Exercise directions
Work out how many lines in this listing hold the word "than", and give the number with nothing added.

Supplied records

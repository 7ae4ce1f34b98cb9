// SPDX-License-Identifier: BUSL-1.1
// Copyright (c) 2026 Alfred Jean LLC

//! Shared daemon state (`DaemonContext`), passed by reference into every
//! module in this crate. Grounded on the teacher's `ListenCtx`
//! (`daemon/src/listener/mod.rs`): one `Arc`-friendly struct bundling every
//! collaborator an operation needs, rather than a global.
//!
//! Generic over [`Clock`] and [`NotifyAdapter`] the same way
//! `fm_engine::ProvisionExecutor` is generic over `Clock` — both traits
//! require `Clone`, which rules out a trait object, so tests substitute
//! `FakeClock`/`FakeNotifyAdapter` by type parameter instead.

use std::collections::HashMap;
use std::sync::Arc;

use fm_adapters::{DesktopNotifyAdapter, NotifyAdapter, ProviderRouter, SessionAdapter};
use fm_core::{Clock, SystemClock};
use fm_storage::{ActivityStore, LockTable, StateStore, TombstoneSweeper};
use parking_lot::Mutex;
use tokio_util::sync::CancellationToken;

/// Everything an `fmd` operation needs: the three storage collaborators
/// (C2), the provider router (C3), the session adapter (C4), a notifier,
/// a clock, and the two naming knobs from §6 (`FM_ROOT_NAME`/`FM_PREFIX`).
#[derive(Clone)]
pub struct DaemonContext<C: Clock = SystemClock, N: NotifyAdapter = DesktopNotifyAdapter> {
    pub store: StateStore,
    pub activity: ActivityStore,
    pub locks: LockTable,
    pub tombstones: TombstoneSweeper,
    pub providers: Arc<ProviderRouter>,
    pub session: Arc<dyn SessionAdapter>,
    pub notify: N,
    pub clock: C,
    /// `FM_ROOT_NAME`, stamped onto every provider-side resource tag (§4.1).
    pub root_name: String,
    /// `FM_PREFIX`, prepended to every session name (§6).
    pub session_prefix: String,
    /// Cancellation handles for backgrounded `fm pair` watch loops,
    /// keyed by agent id, so a later `StopTransfer` request can reach
    /// the task a prior `Transfer { mode: "pair" }` spawned.
    pub pair_tasks: Arc<Mutex<HashMap<String, CancellationToken>>>,
    /// Daemon-wide cancellation source (§5: "every operation must accept
    /// a cancellation signal"). Cancelled when a `Shutdown` request is
    /// received, so any `fmd::lifecycle` entry point already in flight on
    /// another connection unwinds instead of completing a step against a
    /// provider the daemon is about to stop supervising. Cloned into each
    /// lifecycle call rather than held as the one true token, the same
    /// way `pair_tasks` hands out a clone per watch loop.
    pub shutdown: CancellationToken,
}

/// Concrete daemon context used by `fmd`'s `main.rs`; library consumers
/// that need a different clock or notifier (tests, mainly) instantiate
/// `DaemonContext<FakeClock, FakeNotifyAdapter>` directly.
pub type Daemon = DaemonContext<SystemClock, DesktopNotifyAdapter>;

impl<C: Clock, N: NotifyAdapter> DaemonContext<C, N> {
    #[allow(clippy::too_many_arguments)]
    pub fn new(
        store: StateStore,
        activity: ActivityStore,
        locks: LockTable,
        tombstones: TombstoneSweeper,
        providers: Arc<ProviderRouter>,
        session: Arc<dyn SessionAdapter>,
        notify: N,
        clock: C,
        root_name: impl Into<String>,
        session_prefix: impl Into<String>,
    ) -> Self {
        Self {
            store,
            activity,
            locks,
            tombstones,
            providers,
            session,
            notify,
            clock,
            root_name: root_name.into(),
            session_prefix: session_prefix.into(),
            pair_tasks: Arc::new(Mutex::new(HashMap::new())),
            shutdown: CancellationToken::new(),
        }
    }

    /// Builds the multiplexer session name for an agent (C1, `fm_core::naming`).
    pub fn session_name(&self, agent_name: &str) -> fm_core::SessionId {
        fm_core::SessionId::new(fm_core::naming::session_name(&self.session_prefix, agent_name))
    }
}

Output of the task
2